> _PROBLEM REQUIREMENTS_
Write out the whole listing below so that every line matches exactly.

> _GIVEN DATA_
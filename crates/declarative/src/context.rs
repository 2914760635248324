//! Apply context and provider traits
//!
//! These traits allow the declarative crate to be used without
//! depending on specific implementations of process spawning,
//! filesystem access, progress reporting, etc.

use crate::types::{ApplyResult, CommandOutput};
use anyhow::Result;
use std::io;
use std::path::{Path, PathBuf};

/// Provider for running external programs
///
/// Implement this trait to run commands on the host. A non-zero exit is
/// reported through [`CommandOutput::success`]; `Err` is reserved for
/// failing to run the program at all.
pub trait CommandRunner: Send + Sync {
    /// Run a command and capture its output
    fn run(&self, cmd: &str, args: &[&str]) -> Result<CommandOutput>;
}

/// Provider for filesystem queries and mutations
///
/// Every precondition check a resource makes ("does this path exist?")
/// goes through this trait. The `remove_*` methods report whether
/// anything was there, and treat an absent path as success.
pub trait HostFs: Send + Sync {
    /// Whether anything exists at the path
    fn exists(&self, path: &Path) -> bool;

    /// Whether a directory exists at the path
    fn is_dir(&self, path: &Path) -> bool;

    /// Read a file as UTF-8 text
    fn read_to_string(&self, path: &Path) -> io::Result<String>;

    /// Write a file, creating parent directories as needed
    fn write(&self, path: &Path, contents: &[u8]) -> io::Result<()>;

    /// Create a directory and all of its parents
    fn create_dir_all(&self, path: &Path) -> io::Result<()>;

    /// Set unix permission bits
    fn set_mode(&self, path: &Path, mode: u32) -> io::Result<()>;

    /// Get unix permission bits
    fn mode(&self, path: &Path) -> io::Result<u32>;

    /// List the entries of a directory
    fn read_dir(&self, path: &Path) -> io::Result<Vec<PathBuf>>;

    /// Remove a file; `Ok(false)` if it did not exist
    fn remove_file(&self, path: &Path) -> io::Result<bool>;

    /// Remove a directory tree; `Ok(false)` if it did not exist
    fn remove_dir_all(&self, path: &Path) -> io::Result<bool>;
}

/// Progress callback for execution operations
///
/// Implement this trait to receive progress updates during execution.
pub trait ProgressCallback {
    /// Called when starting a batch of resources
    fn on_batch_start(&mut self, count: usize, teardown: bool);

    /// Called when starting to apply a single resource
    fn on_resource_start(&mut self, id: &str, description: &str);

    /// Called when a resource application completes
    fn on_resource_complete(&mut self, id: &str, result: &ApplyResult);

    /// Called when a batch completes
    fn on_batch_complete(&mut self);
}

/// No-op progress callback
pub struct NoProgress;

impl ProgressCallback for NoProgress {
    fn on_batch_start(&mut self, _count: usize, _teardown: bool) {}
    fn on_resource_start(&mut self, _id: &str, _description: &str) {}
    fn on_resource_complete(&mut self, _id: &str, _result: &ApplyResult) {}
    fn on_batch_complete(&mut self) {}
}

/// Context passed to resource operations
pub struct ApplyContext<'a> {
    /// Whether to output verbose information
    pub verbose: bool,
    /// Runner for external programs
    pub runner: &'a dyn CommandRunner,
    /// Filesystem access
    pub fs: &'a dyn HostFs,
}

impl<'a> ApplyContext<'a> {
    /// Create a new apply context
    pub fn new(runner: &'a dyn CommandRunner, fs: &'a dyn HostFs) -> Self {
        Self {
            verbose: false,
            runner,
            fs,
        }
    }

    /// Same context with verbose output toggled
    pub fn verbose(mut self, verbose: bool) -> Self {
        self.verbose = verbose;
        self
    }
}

> _WRITTEN SOLUTION_
filename crates/declarative/src/context.rs
repository 2914760635248324
//! Apply context and provider traits
//!
//! These traits allow the declarative crate to be used without
//! depending on specific implementations of process spawning,
//! filesystem access, progress reporting, etc.

use crate::types::{ApplyResult, CommandOutput};
use anyhow::Result;
use std::io;
use std::path::{Path, PathBuf};

/// Provider for running external programs
///
/// Implement this trait to run commands on the host. A non-zero exit is
/// reported through [`CommandOutput::success`]; `Err` is reserved for
/// failing to run the program at all.
pub trait CommandRunner: Send + Sync {
    /// Run a command and capture its output
    fn run(&self, cmd: &str, args: &[&str]) -> Result<CommandOutput>;
}

/// Provider for filesystem queries and mutations
///
/// Every precondition check a resource makes ("does this path exist?")
/// goes through this trait. The `remove_*` methods report whether
/// anything was there, and treat an absent path as success.
pub trait HostFs: Send + Sync {
    /// Whether anything exists at the path
    fn exists(&self, path: &Path) -> bool;

    /// Whether a directory exists at the path
    fn is_dir(&self, path: &Path) -> bool;

    /// Read a file as UTF-8 text
    fn read_to_string(&self, path: &Path) -> io::Result<String>;

    /// Write a file, creating parent directories as needed
    fn write(&self, path: &Path, contents: &[u8]) -> io::Result<()>;

    /// Create a directory and all of its parents
    fn create_dir_all(&self, path: &Path) -> io::Result<()>;

    /// Set unix permission bits
    fn set_mode(&self, path: &Path, mode: u32) -> io::Result<()>;

    /// Get unix permission bits
    fn mode(&self, path: &Path) -> io::Result<u32>;

    /// List the entries of a directory
    fn read_dir(&self, path: &Path) -> io::Result<Vec<PathBuf>>;

    /// Remove a file; `Ok(false)` if it did not exist
    fn remove_file(&self, path: &Path) -> io::Result<bool>;

    /// Remove a directory tree; `Ok(false)` if it did not exist
    fn remove_dir_all(&self, path: &Path) -> io::Result<bool>;
}

/// Progress callback for execution operations
///
/// Implement this trait to receive progress updates during execution.
pub trait ProgressCallback {
    /// Called when starting a batch of resources
    fn on_batch_start(&mut self, count: usize, teardown: bool);

    /// Called when starting to apply a single resource
    fn on_resource_start(&mut self, id: &str, description: &str);

    /// Called when a resource application completes
    fn on_resource_complete(&mut self, id: &str, result: &ApplyResult);

    /// Called when a batch completes
    fn on_batch_complete(&mut self);
}

/// No-op progress callback
pub struct NoProgress;

impl ProgressCallback for NoProgress {
    fn on_batch_start(&mut self, _count: usize, _teardown: bool) {}
    fn on_resource_start(&mut self, _id: &str, _description: &str) {}
    fn on_resource_complete(&mut self, _id: &str, _result: &ApplyResult) {}
    fn on_batch_complete(&mut self) {}
}

/// Context passed to resource operations
pub struct ApplyContext<'a> {
    /// Whether to output verbose information
    pub verbose: bool,
    /// Runner for external programs
    pub runner: &'a dyn CommandRunner,
    /// Filesystem access
    pub fs: &'a dyn HostFs,
}

impl<'a> ApplyContext<'a> {
    /// Create a new apply context
    pub fn new(runner: &'a dyn CommandRunner, fs: &'a dyn HostFs) -> Self {
        Self {
            verbose: false,
            runner,
            fs,
        }
    }

    /// Same context with verbose output toggled
    pub fn verbose(mut self, verbose: bool) -> Self {
        self.verbose = verbose;
        self
    }
}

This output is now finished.